Real estate investing can be an entirely passive endeavour via stock investing. A top real estate stock that is a Canadian Dividend Aristocrat that increased its dividend at the highest rate in the last year was FirstService (TSX:FSV). Specifically, in February, it increased its quarterly dividend by 10.8%.
It has outperformed the Canadian real estate sector (using iShares S&P/TSX Capped REIT Index ETF as a proxy) and the Canadian stock market (using iShares S&P/TSX 60 Index ETF as a proxy) over the last five years, as shown in the graph below. So, it’s worth a closer look.
FSV, XRE, and XIU Total Return Level data by YCharts
FirstService provides real estate services in North America, including managing residential communities. Additionally, it provides essential property services through individually branded franchise systems and company-owned operations. In most years over the last decade, FirstService achieved returns on equity of at least 14%.

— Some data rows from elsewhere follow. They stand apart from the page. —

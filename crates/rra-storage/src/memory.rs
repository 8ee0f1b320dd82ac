//! A trivial in-memory storage adapter.
//!
//! Used as the default backing store for stored relations and in tests of
//! the layers above. Implements `select_native` directly over its `Vec`
//! so `rra-algebra::Select` always has a pushdown path to exercise.

use crate::adapter::{AdapterRowIter, StorageAdapter};
use rra_core::{Attribute, Expr, Result, Row, Scheme, Value};
use std::sync::Arc;

#[derive(Debug, Default)]
pub struct MemoryAdapter {
    scheme: Arc<Scheme>,
    rows: Vec<Row>,
}

impl MemoryAdapter {
    pub fn new(scheme: Arc<Scheme>) -> Self {
        MemoryAdapter { scheme, rows: Vec::new() }
    }

    pub fn with_rows(scheme: Arc<Scheme>, rows: Vec<Row>) -> Self {
        MemoryAdapter { scheme, rows }
    }

    pub fn len(&self) -> usize {
        self.rows.len()
    }

    pub fn is_empty(&self) -> bool {
        self.rows.is_empty()
    }
}

impl StorageAdapter for MemoryAdapter {
    fn scheme(&self) -> &Arc<Scheme> {
        &self.scheme
    }

    fn rows(&self) -> AdapterRowIter<'_> {
        Box::new(self.rows.iter().cloned().map(Ok))
    }

    fn add(&mut self, row: Row) -> Result<usize> {
        if self.rows.contains(&row) {
            return Ok(0);
        }
        self.rows.push(row);
        Ok(1)
    }

    fn delete(&mut self, predicate: &Expr) -> Result<usize> {
        let before = self.rows.len();
        self.rows.retain(|row| !predicate.matches(row));
        Ok(before - self.rows.len())
    }

    fn update(&mut self, predicate: &Expr, new_values: &[(Attribute, Value)]) -> Result<usize> {
        let mut count = 0;
        for row in self.rows.iter_mut() {
            if predicate.matches(row) {
                *row = row.with_overrides(new_values);
                count += 1;
            }
        }
        Ok(count)
    }

    fn select_native(&self, predicate: &Expr) -> Option<AdapterRowIter<'_>> {
        let predicate = predicate.clone();
        Some(Box::new(
            self.rows.iter().filter(move |row| predicate.matches(row)).cloned().map(Ok),
        ))
    }
}
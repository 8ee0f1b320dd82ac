//! The mutation log entry type of spec.md §4.2.
//!
//! A delete is never logged as its own variant: "a delete of predicate P
//! is stored as `Select(¬P)`, preserving rows that should remain" — so
//! `Change` has exactly the three shapes spec.md names.

use rra_algebra::ConcreteRelation;
use rra_core::{Attribute, Expr, Value};

/// One entry in a change-logging relation's mutation log.
pub enum Change {
    /// `add(row)`: union the underlying/cached content with this set.
    Union(ConcreteRelation),
    /// A delete-by-predicate, stored as "keep everything not matching the
    /// deleted predicate" (spec.md §4.2).
    Select(Expr),
    /// `update(expr, newValues)`: every row currently matching `expr` gets
    /// `newValues` overwritten.
    Update(Expr, Vec<(Attribute, Value)>),
}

Although the year-to-date interest expense more than doubled for the company, it still came out with impressive results. In the period, it increased revenues by 19% to US$3,255 million and it witnessed a 25% jump in its adjusted earnings before interest, taxes, depreciation, and amortization (a cash flow proxy) to US$312.4 million. Ultimately, it watched its adjusted earnings per share increase by 18% to $3.56. This is a very strong growth rate in today’s higher interest rate environment.

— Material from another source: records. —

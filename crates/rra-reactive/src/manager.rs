//! The asynchronous update manager (C10, spec.md §4.5).
//!
//! One instance per owning execution context. Registrations accumulate
//! in `pending`; a scheduled drain applies them inside a transaction,
//! differentiates the affected observers, and dispatches
//! willChange/payload/didChange. Grounded on the teacher's
//! `crates/reactive/src/observable.rs` dispatch loop, generalized from
//! one watched table to the full algebra via `rra_incremental::Derivative`.

use crate::action::Action;
use crate::registry::ObserverRegistry;
use rra_algebra::{materialize, ConcreteRelation, RelationRef};
use rra_core::{Error, Result, Row};
use rra_incremental::{Derivative, Inconsistency, RelationChange};
use rra_query::{run_plan, QueryContext, QueryOutcome, QueryPlan, QueryResult, QueryTarget};
use std::cell::RefCell;
use std::rc::{Rc, Weak};

/// `idle -> pending -> running -> stopping -> idle` of spec.md §4.5.
#[derive(Debug, Clone, Copy, PartialEq, Eq)]
pub enum ManagerState {
    Idle,
    Pending,
    Running,
    Stopping,
}

/// The abstraction over "the owning execution context" (an event loop, a
/// runloop) spec.md §4.5/§5 speaks of. `schedule` posts a unit of work to
/// run later on that context; `UpdateManager` never assumes a particular
/// runtime underneath it.
pub trait ExecutionContext {
    fn schedule(&self, work: Box<dyn FnOnce()>);
}

/// Runs scheduled work immediately, inline — the single-threaded test
/// harness context named in the ambient-stack notes.
#[derive(Default)]
pub struct ImmediateContext;

impl ExecutionContext for ImmediateContext {
    fn schedule(&self, work: Box<dyn FnOnce()>) {
        work();
    }
}

/// A `crossbeam-channel`-backed queue modeling "background worker plus
/// owning context" (spec.md §5): `schedule` posts into the channel,
/// `pump` (called by the host's own event loop, on the same thread) runs
/// everything currently queued. No OS thread is spawned — the channel
/// here is the cooperative hand-off primitive, not a thread-pool boundary
/// (spec.md's "asynchronous" is cooperative scheduling, not I/O-bound
/// async).
#[derive(Clone)]
pub struct ChannelContext {
    sender: crossbeam_channel::Sender<Box<dyn FnOnce()>>,
    receiver: crossbeam_channel::Receiver<Box<dyn FnOnce()>>,
}

impl Default for ChannelContext {
    fn default() -> Self {
        Self::new()
    }
}

impl ChannelContext {
    pub fn new() -> Self {
        let (sender, receiver) = crossbeam_channel::unbounded();
        ChannelContext { sender, receiver }
    }

    /// Drains and runs every currently queued unit of work. Returns the
    /// number run.
    pub fn pump(&self) -> usize {
        let mut ran = 0;
        while let Ok(work) = self.receiver.try_recv() {
            work();
            ran += 1;
        }
        ran
    }
}

impl ExecutionContext for ChannelContext {
    fn schedule(&self, work: Box<dyn FnOnce()>) {
        log::debug!("scheduling drain on channel context");
        let _ = self.sender.send(work);
    }
}

/// One leaf mutation produced while applying the current batch, paired
/// with the predicate that caused it (if any) so the consistency check
/// of spec.md §4.4 can run per observer root.
struct LeafDelta {
    variable: RelationRef,
    change: RelationChange,
    predicate: Option<rra_core::Expr>,
}

/// What a batch produced: each live root's delta (already filtered down
/// to the non-empty ones), plus any direct `query` actions still waiting
/// on a result — both get submitted to the planner together (spec.md
/// §4.5 step 6).
struct BatchOutcome {
    per_root: Vec<(RelationRef, RelationChange)>,
    query_actions: Vec<(RelationRef, Box<dyn FnOnce(Result<Vec<Row>>)>)>,
}

/// C10: the per-context state machine coordinating mutation batches and
/// observer notification.
pub struct UpdateManager<Ctx: ExecutionContext> {
    context: Ctx,
    registry: ObserverRegistry,
    state: RefCell<ManagerState>,
    pending: RefCell<Vec<Action>>,
    drain_scheduled: RefCell<bool>,
    /// True for the whole extent of a `drain()` call, including while an
    /// observer callback it dispatched is running. A `register` that
    /// lands while this is set does not ask the execution context to run
    /// another drain — the active `drain`'s own loop already rechecks
    /// `pending` on every iteration, so it picks the new action up itself
    /// (spec.md §8 S6) instead of recursing through `schedule` a second
    /// time, which under a synchronous context would otherwise re-enter
    /// the registry's callbacks while the first dispatch is still on the
    /// call stack.
    draining: RefCell<bool>,
    /// Lets `register` hand a strong, `'static` handle to itself to the
    /// execution context without requiring an unstable `self: &Rc<Self>`
    /// receiver — filled in once, right after construction.
    self_handle: RefCell<Weak<UpdateManager<Ctx>>>,
}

In the last reported quarter in late October, Scott Patterson, chief executive officer of FirstService, sounded very positive about the company: “We are pleased to report another very good quarter on the back of continued impressive organic growth across our service lines. With our financial results thus far in 2023, we are well-positioned to deliver on our expectations of strong performance for the full year.”
FirstService stock’s dividend yield is less than 1%. However, as the company has demonstrated, investors can consider buying it for growth. At $215 and change per share, analysts find the quality real estate stock to be fairly valued. Long-term investors can nibble some shares here.

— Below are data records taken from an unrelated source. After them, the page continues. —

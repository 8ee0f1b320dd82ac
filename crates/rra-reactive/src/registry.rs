//! The observer registry (C11, spec.md §4.6).
//!
//! Three registration flavors — sync delta, async delta, async content —
//! stored by monotonically increasing 64-bit ID and keyed by the
//! *identity* of the root relation, not its current value. Grounded on
//! the teacher's `crates/reactive/src/subscription.rs`
//! `SubscriptionManager` (monotonic IDs, a flat map, an opaque remover)
//! and `crates/reactive/src/notify.rs` `QueryRegistry` (grouping
//! registrations by the table/relation they watch).

use hashbrown::HashMap;
use rra_algebra::RelationRef;
use rra_core::{Error, Row};
use rra_incremental::RelationChange;
use std::cell::RefCell;
use std::rc::{Rc, Weak};

pub type ObserverId = u64;

/// Callback surface for an async-delta registration (spec.md §4.6):
/// `willChange`, one or more `addedRows`/`removedRows` batches, an
/// optional terminal `error`, then `didChange`.
pub trait AsyncDeltaObserver {
    fn will_change(&mut self);
    fn added_rows(&mut self, rows: &[Row]);
    fn removed_rows(&mut self, rows: &[Row]);
    fn error(&mut self, err: &Error);
    fn did_change(&mut self);
}

/// Callback surface for an async-content registration (spec.md §4.6):
/// `willChange`, a single `newContents` or `error`, then `didChange`.
pub trait AsyncContentObserver {
    fn will_change(&mut self);
    fn new_contents(&mut self, rows: &[Row]);
    fn error(&mut self, err: &Error);
    fn did_change(&mut self);
}

enum Kind {
    SyncDelta(Box<dyn FnMut(&RelationChange)>),
    AsyncDelta(Box<dyn AsyncDeltaObserver>),
    AsyncContent(Box<dyn AsyncContentObserver>),
}

/// One registration. `did_send_will_change` is the flag spec.md §4.5
/// names explicitly: "a flag `didSendWillChange` on each observer entry
/// prevents duplicates" within a single drain.
struct Entry {
    root: Weak<dyn rra_algebra::Relation>,
    kind: Kind,
    did_send_will_change: bool,
}

impl Entry {
    fn is_sync(&self) -> bool {
        matches!(self.kind, Kind::SyncDelta(_))
    }
}

struct Inner {
    next_id: ObserverId,
    entries: HashMap<ObserverId, Entry>,
    by_root: HashMap<usize, Vec<ObserverId>>,
}

fn root_key(root: &RelationRef) -> usize {
    Rc::as_ptr(root) as *const () as usize
}

/// A cheaply-cloned handle to the registry (clone shares the same
/// underlying table, matching `SubscriptionManager`'s original
/// ownership shape — one manager, many clone-holders).
#[derive(Clone)]
pub struct ObserverRegistry {
    inner: Rc<RefCell<Inner>>,
}

impl Default for ObserverRegistry {
    fn default() -> Self {
        Self::new()
    }
}

impl ObserverRegistry {
    pub fn new() -> Self {
        ObserverRegistry {
            inner: Rc::new(RefCell::new(Inner { next_id: 1, entries: HashMap::new(), by_root: HashMap::new() })),
        }
    }

    fn insert(&self, root: &RelationRef, kind: Kind) -> ObserverId {
        let mut inner = self.inner.borrow_mut();
        let id = inner.next_id;
        inner.next_id += 1;
        inner.entries.insert(id, Entry { root: Rc::downgrade(root), kind, did_send_will_change: false });
        inner.by_root.entry(root_key(root)).or_insert_with(Vec::new).push(id);
        id
    }

    pub fn register_sync_delta(&self, root: &RelationRef, callback: impl FnMut(&RelationChange) + 'static) -> Remover {
        let id = self.insert(root, Kind::SyncDelta(Box::new(callback)));
        Remover { registry: self.clone(), id }
    }

    pub fn register_async_delta(&self, root: &RelationRef, observer: impl AsyncDeltaObserver + 'static) -> Remover {
        let id = self.insert(root, Kind::AsyncDelta(Box::new(observer)));
        Remover { registry: self.clone(), id }
    }

    pub fn register_async_content(&self, root: &RelationRef, observer: impl AsyncContentObserver + 'static) -> Remover {
        let id = self.insert(root, Kind::AsyncContent(Box::new(observer)));
        Remover { registry: self.clone(), id }
    }

    /// Deregisters `id`. Idempotent — deregistering twice, or after the
    /// root relation was already dropped, is a no-op (spec.md §5: "a
    /// deregistration that races with an in-flight delivery ... is
    /// honored for subsequent deliveries").
    pub fn unregister(&self, id: ObserverId) {
        let mut inner = self.inner.borrow_mut();
        if let Some(entry) = inner.entries.remove(&id) {
            if let Some(root) = entry.root.upgrade() {
                let key = root_key(&root);
                if let Some(ids) = inner.by_root.get_mut(&key) {
                    ids.retain(|existing| *existing != id);
                }
            }
        }
    }

    /// Every root relation with at least one live observer, pruning
    /// entries whose root has been dropped (the registry "detaches" them,
    /// per spec.md's design note on dropping a watched relation).
    pub fn live_roots(&self) -> Vec<RelationRef> {
        let mut inner = self.inner.borrow_mut();
        let mut seen = hashbrown::HashSet::new();
        let mut dead_ids = Vec::new();
        let mut roots = Vec::new();
        for (id, entry) in inner.entries.iter() {
            match entry.root.upgrade() {
                Some(root) => {
                    let key = root_key(&root);
                    if seen.insert(key) {
                        roots.push(root);
                    }
                }
                None => dead_ids.push(*id),
            }
        }
        for id in dead_ids {
            inner.entries.remove(&id);
        }
        roots
    }

    fn ids_for(&self, root: &RelationRef) -> Vec<ObserverId> {
        self.inner.borrow().by_root.get(&root_key(root)).cloned().unwrap_or_default()
    }

    /// Whether `root` has at least one live async-content observer — lets
    /// the dispatcher skip materializing full content for roots nobody
    /// watches that way.
    pub fn has_content_observer(&self, root: &RelationRef) -> bool {
        let ids = self.ids_for(root);
        let inner = self.inner.borrow();
        ids.iter().any(|id| matches!(inner.entries.get(id).map(|e| &e.kind), Some(Kind::AsyncContent(_))))
    }

    /// Resets every observer's `did_send_will_change` flag, called once
    /// at the start of a fresh drain (spec.md §4.5 step 1).
    pub fn reset_will_change_flags(&self) {
        for entry in self.inner.borrow_mut().entries.values_mut() {
            entry.did_send_will_change = false;
        }
    }

    /// Checks an entry out of the table by ID so its observer callback can
    /// run without the table's `RefCell` held borrowed — a callback that
    /// re-entrantly calls back into this registry (e.g. unsubscribing
    /// itself, or a manager re-entering the drain that reaches this same
    /// root again) would otherwise hit a `BorrowMutError`. `unregister`
    /// racing against a checked-out entry is a harmless no-op, consistent
    /// with deregistration already being documented as idempotent.
    fn with_entry(&self, id: ObserverId, f: impl FnOnce(&mut Entry)) {
        let Some(mut entry) = self.inner.borrow_mut().entries.remove(&id) else { return };
        f(&mut entry);
        self.inner.borrow_mut().entries.insert(id, entry);
    }

    /// Delivers `change` to every observer of `root` (spec.md §4.5 steps
    /// 6-7). Sync observers receive it directly; async observers get the
    /// `willChange` (once per drain) / payload / `didChange` bracket.
    pub fn deliver(&self, root: &RelationRef, change: &RelationChange, full_contents: impl Fn() -> Vec<Row>) {
        let ids = self.ids_for(root);
        if ids.is_empty() {
            return;
        }
        let mut contents_cache: Option<Vec<Row>> = None;
        for id in ids {
            self.with_entry(id, |entry| match &mut entry.kind {
                Kind::SyncDelta(callback) => {
                    if !change.is_empty() {
                        callback(change);
                    }
                }
                Kind::AsyncDelta(observer) => {
                    if !entry.did_send_will_change {
                        observer.will_change();
                        entry.did_send_will_change = true;
                    }
                    let added: Vec<Row> = change.added.rows_set().iter().cloned().collect();
                    let removed: Vec<Row> = change.removed.rows_set().iter().cloned().collect();
                    if !added.is_empty() {
                        observer.added_rows(&added);
                    }
                    if !removed.is_empty() {
                        observer.removed_rows(&removed);
                    }
                }
                Kind::AsyncContent(observer) => {
                    if !entry.did_send_will_change {
                        observer.will_change();
                        entry.did_send_will_change = true;
                    }
                    let rows = contents_cache.get_or_insert_with(|| full_contents());
                    observer.new_contents(rows);
                }
            });
        }
    }

    /// Delivers a terminal error to every async observer of `root`,
    /// opening the `willChange` bracket first if it hasn't already been
    /// sent this drain (spec.md §7: "observer callbacks receive
    /// `relationError` as a terminal alternative to row delivery"; a
    /// `didChange` must still follow, via `deliver_did_change`). Sync
    /// delta observers have no error channel and are skipped.
    pub fn deliver_error(&self, root: &RelationRef, err: &Error) {
        let ids = self.ids_for(root);
        for id in ids {
            self.with_entry(id, |entry| match &mut entry.kind {
                Kind::SyncDelta(_) => {}
                Kind::AsyncDelta(observer) => {
                    if !entry.did_send_will_change {
                        observer.will_change();
                        entry.did_send_will_change = true;
                    }
                    observer.error(err);
                }
                Kind::AsyncContent(observer) => {
                    if !entry.did_send_will_change {
                        observer.will_change();
                        entry.did_send_will_change = true;
                    }
                    observer.error(err);
                }
            });
        }
    }

    /// Emits `didChange` to every async observer of `root` that currently
    /// has an outstanding `willChange` (i.e. `did_send_will_change`),
    /// clearing the flag (spec.md §4.5 step 8, §5 "a `didChange` still
    /// follows" even after an error).
    pub fn deliver_did_change(&self, root: &RelationRef) {
        let ids = self.ids_for(root);
        for id in ids {
            self.with_entry(id, |entry| {
                if entry.is_sync() || !entry.did_send_will_change {
                    return;
                }
                entry.did_send_will_change = false;
                match &mut entry.kind {
                    Kind::AsyncDelta(observer) => observer.did_change(),
                    Kind::AsyncContent(observer) => observer.did_change(),
                    Kind::SyncDelta(_) => unreachable!(),
                }
            });
        }
    }

    /// True if any live observer anywhere still has an outstanding
    /// `willChange` without a matching `didChange` — the per-drain half
    /// of spec.md §8 invariant 1.
    pub fn has_outstanding_will_change(&self) -> bool {
        self.inner.borrow().entries.values().any(|e| e.did_send_will_change)
    }

    #[cfg(test)]
    pub fn len(&self) -> usize {
        self.inner.borrow().entries.len()
    }
}

/// The opaque remover every registration returns (spec.md §4.6).
pub struct Remover {
    registry: ObserverRegistry,
    id: ObserverId,
}

impl Remover {
    pub fn id(&self) -> ObserverId {
        self.id
    }

    pub fn remove(self) {
        self.registry.unregister(self.id);
    }
}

Get more income from Canadian REITs
For more income, investors can turn to Canadian real estate investment trusts (REITs), such as Dream Industrial REIT (TSX:DIR.UN). The Canadian REIT is in a good space, invested in a diversified portfolio of industrial properties in Canada, the United States, and Europe. It has 322 properties across 70.6 million square feet of gross leasable area with a high occupancy of north of 97%.
In September, Dream Industrial REIT noted that the market rent versus in-place rent is a difference of 37%, which means that it has the potential of strong increases in its rental income for new leases. Year to date, while it increased its net rental income by 21% to $249 million, it increased its funds from operations (FFO) per unit by 12% to $0.74, which equated to a sustainable FFO payout ratio of about 70%.
Dream Industrial REIT maintains an investment-grade balance sheet with a strong interest coverage ratio of 6.7 times. After a pullback, at $12.45 per unit, it trades at a good discount of 26% from its net asset value per unit. Investors can buy and wait for price appreciation while generating generous income with a yield of 5.6% paid out in monthly cash distributions. Analysts have a slightly more conservative 12-month target of $16.07 for the stock, which represents a discount of close to 23%.